First, there are only so many images presented in AI training. If the deepfake was generated by an unknown, alternative model, even artificial intelligence won’t be able to spot it—at least, until now. Reverse engineering, common practice in machine learning (ML), can uncover unique patterns left by the generating model, regardless of whether it was included in the AI’s training set. This helps discover coordinated deepfake attacks or other instances in which multiple deepfakes come from the same source.
How It Works
Before we could use deep learning to generate images, criminals and other ill-intentioned actors had a limited amount of options. Cameras only had so many tools at their disposal, and most researchers could easily identify certain makes and models. But deep learning has ushered in an age of endless options, and as a result, it’s grown increasingly difficult to identify deepfakes.

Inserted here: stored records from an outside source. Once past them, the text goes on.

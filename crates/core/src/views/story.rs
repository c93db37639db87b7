//! The scrollytelling narrative as a step table.
//!
//! Each [`StepId`] owns a caption and a chart. The table is
//! [`StepId::ALL`]; rendering a step is an exhaustive match, so adding a
//! step without a handler does not compile. Nothing is cached between
//! scroll events: callers compute a fresh [`RenderState`] per event and
//! render from it.

use icefield_protocol::{Point, Rect, RenderCommand, SharedStr, TextAlign, ThemeToken, Viewport};
use serde::{Deserialize, Serialize};

use crate::config::StoryConfig;
use crate::model::geo::xy;
use crate::model::{FeatureCollection, FoundSpot, LocationShare};
use crate::projection::FitToBox;
use crate::scroll::{RenderState, ScrollStep};

use super::locations::{CHART_WIDTH, render_locations};
use super::map::{
    MAP_HEIGHT, MAP_WIDTH, render_blue_ice, render_elevation, render_found_spots, render_land,
    render_map_background,
};

const CAPTION_X: f64 = 25.0;
const CAPTION_TOP: f64 = 5.0;
const CAPTION_FONT_SIZE: f64 = 20.0;
const CAPTION_LINE_HEIGHT: f64 = 28.0;
const CAPTION_BAR_WIDTH: f64 = 10.0;
const CAPTION_HEIGHT: f64 = 100.0;
/// Rough glyph width used to wrap captions.
const CHAR_WIDTH: f64 = 10.0;
const CHART_TOP: f64 = CAPTION_HEIGHT + 30.0;
const MAP_PADDING: f64 = 20.0;

const TITLE: &str = "Why are meteorites always found in Antarctica?";
const TITLE_FONT_SIZE: f64 = 72.0;

/// Positions of the meteorite markers scattered over the ice, in map
/// panel coordinates.
const CONTRAST_MARKERS: [(f64, f64); 8] = [
    (150.0, 250.0),
    (250.0, 110.0),
    (250.0, 230.0),
    (350.0, 170.0),
    (350.0, 290.0),
    (450.0, 230.0),
    (450.0, 350.0),
    (400.0, 420.0),
];
const MARKER_RADIUS: f64 = 9.0;

#[derive(Debug, Clone, Copy, PartialEq, Eq, Hash, Serialize, Deserialize)]
#[serde(rename_all = "snake_case")]
pub enum StepId {
    Title,
    CollectionStats,
    CollectedLocation,
    Climate,
    VisualContrast,
    CollectionSpot,
    Elevation,
    SnowFlow,
    BlueIceAreas,
    BiaIllustration,
    CollectedMeteorites,
    Alh84001,
    GlobalWarming,
    LastComment,
}
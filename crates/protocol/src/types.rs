use serde::{Deserialize, Serialize};

#[derive(Debug, Clone, Copy, PartialEq, Serialize, Deserialize)]
pub struct Point {
    pub x: f64,
    pub y: f64,
}

impl Point {
    pub fn new(x: f64, y: f64) -> Self {
        Self { x, y }
    }

    pub fn offset(self, dx: f64, dy: f64) -> Self {
        Self::new(self.x + dx, self.y + dy)
    }
}

#[derive(Debug, Clone, Copy, PartialEq, Serialize, Deserialize)]
pub struct Rect {
    pub x: f64,
    pub y: f64,
    pub w: f64,
    pub h: f64,
}

impl Rect {
    pub fn new(x: f64, y: f64, w: f64, h: f64) -> Self {
        Self { x, y, w, h }
    }

    pub fn bottom(&self) -> f64 {
        self.y + self.h
    }
}

/// The drawable area a view lays itself out in, in logical pixels.
#[derive(Debug, Clone, Copy, PartialEq, Serialize, Deserialize)]
pub struct Viewport {
    pub x: f64,
    pub y: f64,
    pub width: f64,
    pub height: f64,
    /// Device pixel ratio.
    pub dpr: f64,
}

impl Viewport {
    pub fn sized(width: f64, height: f64) -> Self {
        Self {
            x: 0.0,
            y: 0.0,
            width,
            height,
            dpr: 1.0,
        }
    }
}

/// An sRGB color with 8-bit channels.
///
/// Used where the color is data-driven (heatmap bins, elevation bands) and
/// cannot be expressed as a [`ThemeToken`](crate::ThemeToken).
#[derive(Debug, Clone, Copy, PartialEq, Eq, Hash, Serialize, Deserialize)]
pub struct Color {
    pub r: u8,
    pub g: u8,
    pub b: u8,
    pub a: u8,
}

impl Color {
    pub const WHITE: Color = Color::rgb(0xff, 0xff, 0xff);

    pub const fn rgb(r: u8, g: u8, b: u8) -> Self {
        Self { r, g, b, a: 255 }
    }

    pub const fn rgba(r: u8, g: u8, b: u8, a: u8) -> Self {
        Self { r, g, b, a }
    }

    /// Parse `#rrggbb` (the leading `#` is optional).
    pub fn from_hex(hex: &str) -> Option<Self> {
        let digits = hex.strip_prefix('#').unwrap_or(hex);
        if digits.len() != 6 || !digits.is_ascii() {
            return None;
        }
        let channel = |i: usize| u8::from_str_radix(&digits[i..i + 2], 16).ok();
        Some(Self::rgb(channel(0)?, channel(2)?, channel(4)?))
    }

    /// `#rrggbb`, lowercase. Alpha is not encoded.
    pub fn to_hex(self) -> String {
        format!("#{:02x}{:02x}{:02x}", self.r, self.g, self.b)
    }
}

#[cfg(test)]
mod tests {
    use super::*;

    #[test]
    fn hex_parsing() {
        assert_eq!(Color::from_hex("#36B5C8"), Some(Color::rgb(0x36, 0xb5, 0xc8)));
        assert_eq!(Color::from_hex("ffffff"), Some(Color::WHITE));
        assert_eq!(Color::from_hex("#fff"), None);
        assert_eq!(Color::from_hex("#gg0000"), None);
    }

    #[test]
    fn hex_formatting_is_lowercase() {
        assert_eq!(Color::rgb(0xE6, 0x95, 0x5E).to_hex(), "#e6955e");
    }
}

To counteract this, Facebook ran deepfakes through a fingerprint estimation network (FEN) to estimate some of their details. Fingerprints are essentially patterns left on an image due to manufacturing imperfections, and they help identify where the image came from. By evaluating the fingerprint magnitude, repetition frequency, and symmetrical frequency, Facebook then applied those constraints to predict the model’s hyperparameters.
What are hyperparameters? If you imagine a generative model as a car, hyperparameters are similar to the engine components: certain properties that distinguish your fancy automobile from others on the market. ‘Our reverse engineering technique is somewhat like recognising [the engine] components of a car based on how it sounds’, Facebook explained, ‘even if this is a new car we’ve never heard of before’.
What Did They Find?
‘On standard benchmarks, we get state-of-the-art results’, said Facebook research lead Tal Hassner. Facebook added that the fingerprint estimation network (FEN) method can be used for not only model parsing, but detection and image attribution. While this research is the first of its kind, making it difficult to assess the results, the future looks promising.
Facebook’s AI will introduce model parsing for real-world applications, increasing our understanding of deepfake detection. As cybersecurity attacks proliferate, and generative AI falls into the hands of those who would do us harm, this method could help the ‘good guys’ stay one step ahead. As Hassner explained: ‘This is a cat-and-mouse game, and it continues to be a cat-and-mouse game’.